**TASK BRIEF:** Wherever the string "keeps" shows up in the records below, return that line.

:: THE RECORDS ::

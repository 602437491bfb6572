//! Wire types for the chess server's JSON and NDJSON payloads.
//!
//! Everything here is plain serde data. Decoding policy (snapshot detection,
//! terminal statuses, draw-offer edges) lives in `chessdesk-core`.

pub mod account;
pub mod auth;
pub mod event;
pub mod game;

pub use account::{ActiveGames, Count, PerfStat, PlayTime, Profile};
pub use auth::TokenResponse;
pub use event::{AccountEvent, ChallengeInfo, ChallengeUser, GameInfo, GameStatusInfo, Opponent};
pub use game::{
    ClockConfig, Color, GameSnapshot, GameStatus, GameUpdate, Perf, Player, SeekRequest, Variant,
};
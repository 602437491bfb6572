//! Bearer token persistence.
//!
//! Exactly one secret is stored: the access token, keyed by a fixed
//! service/account identifier. The platform credential store is the default;
//! a 0600 JSON file serves headless machines. Tokens are never logged or
//! displayed in full.

use std::collections::HashMap;
use std::fs::{self, OpenOptions};
use std::io::Write;
use std::path::PathBuf;
use std::sync::{Arc, Mutex, PoisonError};

use anyhow::{Context, Result};

use crate::config::{TokenStoreKind, paths};

/// Credential store service name.
pub const KEYRING_SERVICE: &str = "chessdesk";

/// Credential store account name.
pub const KEYRING_ACCOUNT: &str = "lichess-access-token";

/// Key the access token is stored under in the credentials file.
pub const TOKEN_KEY: &str = "chessdesk/lichess-access-token";

/// Environment variable that supplies a token without touching the store.
pub const TOKEN_ENV: &str = "CHESSDESK_TOKEN";

/// Get/set access to the bearer token. `Ok(None)` means nobody has logged in yet.
pub trait TokenStore: Send + Sync {
    /// # Errors
    /// Returns an error if the backing store cannot be read.
    fn get_token(&self) -> Result<Option<String>>;

    /// # Errors
    /// Returns an error if the backing store cannot be written.
    fn set_token(&self, token: &str) -> Result<()>;

    /// # Errors
    /// Returns an error if the backing store cannot be written.
    fn clear(&self) -> Result<()>;

    fn has_token(&self) -> bool {
        matches!(self.get_token(), Ok(Some(_)))
    }
}

/// Shows only a short prefix of a token.
pub fn mask_token(token: &str) -> String {
    let prefix: String = token.chars().take(6).collect();
    format!("{prefix}…")
}

fn non_empty(token: Option<String>) -> Option<String> {
    token.filter(|t| !t.trim().is_empty())
}

/// Opens the configured backend. If the platform credential store cannot be
/// opened, the credentials file is used instead.
pub fn open_token_store(kind: TokenStoreKind) -> Arc<dyn TokenStore> {
    match kind {
        TokenStoreKind::File => Arc::new(FileTokenStore::default()),
        TokenStoreKind::Keyring => match KeyringTokenStore::new() {
            Ok(store) => Arc::new(store),
            Err(err) => {
                tracing::warn!(error = %format!("{err:#}"), "credential store unavailable, using credentials file");
                Arc::new(FileTokenStore::default())
            }
        },
    }
}

/// Token store backed by the platform credential store (Keychain, Secret
/// Service, Credential Manager).
pub struct KeyringTokenStore {
    entry: keyring::Entry,
}

impl KeyringTokenStore {
    /// # Errors
    /// Returns an error if the platform credential store cannot be opened.
    pub fn new() -> Result<Self> {
        let entry = keyring::Entry::new(KEYRING_SERVICE, KEYRING_ACCOUNT)
            .context("Failed to open credential store entry")?;
        Ok(Self { entry })
    }
}

impl TokenStore for KeyringTokenStore {
    fn get_token(&self) -> Result<Option<String>> {
        match self.entry.get_password() {
            Ok(token) => Ok(non_empty(Some(token))),
            Err(keyring::Error::NoEntry) => Ok(None),
            Err(err) => Err(err).context("Failed to read token from credential store"),
        }
    }

    fn set_token(&self, token: &str) -> Result<()> {
        self.entry
            .set_password(token)
            .context("Failed to write token to credential store")
    }

    fn clear(&self) -> Result<()> {
        match self.entry.delete_password() {
            Ok(()) | Err(keyring::Error::NoEntry) => Ok(()),
            Err(err) => Err(err).context("Failed to delete token from credential store"),
        }
    }
}

/// Token store backed by a JSON file with restricted permissions (0600).
#[derive(Debug, Clone)]
pub struct FileTokenStore {
    path: PathBuf,
}

impl Default for FileTokenStore {
    fn default() -> Self {
        Self::new(paths::credentials_path())
    }
}

impl FileTokenStore {
    pub fn new(path: PathBuf) -> Self {
        Self { path }
    }

    pub fn path(&self) -> &PathBuf {
        &self.path
    }

    fn load(&self) -> Result<HashMap<String, String>> {
        if !self.path.exists() {
            return Ok(HashMap::new());
        }

        let contents = fs::read_to_string(&self.path)
            .with_context(|| format!("Failed to read credentials from {}", self.path.display()))?;

        serde_json::from_str(&contents)
            .with_context(|| format!("Failed to parse credentials from {}", self.path.display()))
    }

    fn save(&self, entries: &HashMap<String, String>) -> Result<()> {
        if let Some(parent) = self.path.parent() {
            fs::create_dir_all(parent)
                .with_context(|| format!("Failed to create directory {}", parent.display()))?;
        }

        let contents =
            serde_json::to_string_pretty(entries).context("Failed to serialize credentials")?;

        #[cfg(unix)]
        {
            use std::os::unix::fs::OpenOptionsExt;
            let mut file = OpenOptions::new()
                .write(true)
                .create(true)
                .truncate(true)
                .mode(0o600)
                .open(&self.path)
                .with_context(|| format!("Failed to open {} for writing", self.path.display()))?;
            file.write_all(contents.as_bytes())
                .with_context(|| format!("Failed to write to {}", self.path.display()))?;
        }

        #[cfg(not(unix))]
        {
            let mut file = OpenOptions::new()
                .write(true)
                .create(true)
                .truncate(true)
                .open(&self.path)
                .with_context(|| format!("Failed to open {} for writing", self.path.display()))?;
            file.write_all(contents.as_bytes())
                .with_context(|| format!("Failed to write to {}", self.path.display()))?;
        }

        Ok(())
    }
}

impl TokenStore for FileTokenStore {
    fn get_token(&self) -> Result<Option<String>> {
        Ok(non_empty(self.load()?.remove(TOKEN_KEY)))
    }

    fn set_token(&self, token: &str) -> Result<()> {
        let mut entries = self.load()?;
        entries.insert(TOKEN_KEY.to_string(), token.to_string());
        self.save(&entries)
    }

    fn clear(&self) -> Result<()> {
        let mut entries = self.load()?;
        if entries.remove(TOKEN_KEY).is_some() {
            self.save(&entries)?;
        }
        Ok(())
    }
}

/// In-process token store.
#[derive(Debug, Default)]
pub struct MemoryTokenStore {
    token: Mutex<Option<String>>,
}

impl MemoryTokenStore {
    pub fn with_token(token: &str) -> Self {
        Self {
            token: Mutex::new(Some(token.to_string())),
        }
    }
}

impl TokenStore for MemoryTokenStore {
    fn get_token(&self) -> Result<Option<String>> {
        let guard = self.token.lock().unwrap_or_else(PoisonError::into_inner);
        Ok(non_empty(guard.clone()))
    }

    fn set_token(&self, token: &str) -> Result<()> {
        *self.token.lock().unwrap_or_else(PoisonError::into_inner) = Some(token.to_string());
        Ok(())
    }

    fn clear(&self) -> Result<()> {
        *self.token.lock().unwrap_or_else(PoisonError::into_inner) = None;
        Ok(())
    }
}

/// Read-through override: a fixed token (typically from `CHESSDESK_TOKEN`) in
/// front of another store. Writes go to the inner store.
pub struct EnvTokenStore {
    token: Option<String>,
    inner: Arc<dyn TokenStore>,
}

impl EnvTokenStore {
    pub fn from_env(inner: Arc<dyn TokenStore>) -> Self {
        Self::new(std::env::var(TOKEN_ENV).ok(), inner)
    }

    pub fn new(token: Option<String>, inner: Arc<dyn TokenStore>) -> Self {
        Self {
            token: non_empty(token),
            inner,
        }
    }

    /// True if reads are answered by the fixed token rather than the inner store.
    pub fn is_overridden(&self) -> bool {
        self.token.is_some()
    }
}

impl TokenStore for EnvTokenStore {
    fn get_token(&self) -> Result<Option<String>> {
        match &self.token {
            Some(token) => Ok(Some(token.clone())),
            None => self.inner.get_token(),
        }
    }

    fn set_token(&self, token: &str) -> Result<()> {
        self.inner.set_token(token)
    }

    fn clear(&self) -> Result<()> {
        if self.is_overridden() {
            tracing::warn!("{TOKEN_ENV} is set; it keeps supplying a token after logout");
        }
        self.inner.clear()
    }
}
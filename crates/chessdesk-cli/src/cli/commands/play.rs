//! Interactive session: session events go to stdout, commands come from stdin.

use anyhow::{Context, Result};
use chessdesk_core::config::Config;
use chessdesk_core::session::{SessionController, SessionDeps, SessionHandle};
use chessdesk_types::SeekRequest;
use tokio::io::{AsyncBufReadExt, BufReader};

use super::{announcing_browser, token_store};
use crate::interrupt;
use crate::presenter::{HELP, PlayCommand, Presenter, parse_command};

pub async fn run(config: &Config) -> Result<()> {
    let deps = SessionDeps::from_config(config, token_store(config), announcing_browser())?;
    let (controller, handle, mut events) = SessionController::new(deps);
    let session = tokio::spawn(controller.run());

    let mut presenter = Presenter::default();
    let mut stdin = BufReader::new(tokio::io::stdin()).lines();
    let mut stdin_open = true;

    let outcome = loop {
        tokio::select! {
            () = interrupt::wait_for_interrupt() => {
                break Err(interrupt::InterruptedError.into());
            }
            event = events.recv() => {
                let Some(event) = event else {
                    break Ok(());
                };
                if let Some(line) = presenter.handle(&event) {
                    println!("{line}");
                }
            }
            line = stdin.next_line(), if stdin_open => {
                match line.context("read stdin") {
                    Ok(Some(line)) if line.trim().is_empty() => {}
                    Ok(Some(line)) => match parse_command(&line) {
                        Ok(PlayCommand::Quit) => break Ok(()),
                        Ok(command) => apply(&handle, &presenter, command),
                        Err(message) => eprintln!("{message}"),
                    },
                    // Without stdin the session keeps running until Ctrl+C.
                    Ok(None) => stdin_open = false,
                    Err(err) => break Err(err),
                }
            }
        }
    };

    handle.dispose();
    if let Err(err) = session.await {
        tracing::warn!(error = %err, "session task failed");
    }
    outcome
}

fn apply(handle: &SessionHandle, presenter: &Presenter, command: PlayCommand) {
    match command {
        PlayCommand::Login => handle.start_authentication(),
        PlayCommand::Move(uci) => handle.make_move(&uci),
        PlayCommand::Draw => handle.offer_draw(),
        PlayCommand::Accept => handle.respond_to_draw(true),
        PlayCommand::Decline => handle.respond_to_draw(false),
        PlayCommand::Resign => handle.resign(),
        PlayCommand::Home => handle.return_to_home(),
        PlayCommand::Seek { minutes, increment } => {
            println!("Seeking a {minutes}+{increment} game; `cancel` stops.");
            handle.seek(SeekRequest::standard(false, minutes, increment));
        }
        PlayCommand::CancelSeek => handle.cancel_seek(),
        PlayCommand::Clock => println!("{}", presenter.clock_line()),
        PlayCommand::Logout => handle.logout(),
        PlayCommand::Help => println!("{HELP}"),
        PlayCommand::Quit => {}
    }
}
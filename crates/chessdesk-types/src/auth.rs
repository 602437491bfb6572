use serde::{Deserialize, Serialize};

/// Body returned by the token endpoint after a successful code exchange.
#[derive(Debug, Clone, PartialEq, Eq, Serialize, Deserialize)]
pub struct TokenResponse {
    #[serde(default)]
    pub token_type: String,
    pub access_token: String,
    /// Lifetime in seconds. Some servers omit it for long-lived tokens.
    #[serde(default)]
    pub expires_in: Option<u64>,
}
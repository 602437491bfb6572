//! Account event stream payloads (`/api/stream/event`).

use serde::{Deserialize, Serialize};

use crate::game::{Color, Variant};

/// One line of the account event stream, dispatched on its `type` field.
#[derive(Debug, Clone, PartialEq, Eq, Serialize, Deserialize)]
#[serde(tag = "type", rename_all = "camelCase")]
pub enum AccountEvent {
    GameStart { game: GameInfo },
    GameFinish { game: GameInfo },
    Challenge { challenge: ChallengeInfo },
    ChallengeCanceled { challenge: ChallengeInfo },
    #[serde(other)]
    Other,
}

#[derive(Debug, Clone, Default, PartialEq, Eq, Serialize, Deserialize)]
#[serde(default)]
pub struct GameStatusInfo {
    pub id: u32,
    pub name: String,
}

#[derive(Debug, Clone, Default, PartialEq, Eq, Serialize, Deserialize)]
#[serde(default)]
pub struct Opponent {
    pub id: Option<String>,
    pub username: String,
    pub rating: Option<u32>,
}

/// Game summary carried by `gameStart`/`gameFinish` and by `nowPlaying`.
#[derive(Debug, Clone, Default, PartialEq, Eq, Serialize, Deserialize)]
#[serde(default, rename_all = "camelCase")]
pub struct GameInfo {
    pub full_id: String,
    pub game_id: String,
    pub color: Option<Color>,
    pub fen: Option<String>,
    pub last_move: Option<String>,
    pub source: Option<String>,
    pub status: Option<GameStatusInfo>,
    pub variant: Option<Variant>,
    pub speed: Option<String>,
    pub rated: bool,
    pub has_moved: bool,
    pub opponent: Option<Opponent>,
    pub is_my_turn: bool,
    pub seconds_left: Option<u64>,
}

impl GameInfo {
    /// Id to open a game stream with: the full id when present, else the game id.
    pub fn stream_id(&self) -> &str {
        if self.full_id.is_empty() {
            &self.game_id
        } else {
            &self.full_id
        }
    }

    /// True if `id` names this game by either of its ids.
    pub fn refers_to(&self, id: &str) -> bool {
        (!self.full_id.is_empty() && self.full_id == id)
            || (!self.game_id.is_empty() && (self.game_id == id || id.starts_with(&self.game_id)))
    }
}

#[derive(Debug, Clone, Default, PartialEq, Eq, Serialize, Deserialize)]
#[serde(default)]
pub struct ChallengeUser {
    pub id: String,
    pub name: String,
    pub rating: Option<u32>,
}

#[derive(Debug, Clone, Default, PartialEq, Eq, Serialize, Deserialize)]
#[serde(default, rename_all = "camelCase")]
pub struct ChallengeInfo {
    pub id: String,
    pub url: Option<String>,
    pub status: String,
    pub challenger: Option<ChallengeUser>,
    pub dest_user: Option<ChallengeUser>,
    pub variant: Option<Variant>,
    pub rated: bool,
    pub speed: Option<String>,
}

:::

**RESPONSE:**
            tracing::warn!("{TOKEN_ENV} is set; it keeps supplying a token after logout");
                    // Without stdin the session keeps running until Ctrl+C.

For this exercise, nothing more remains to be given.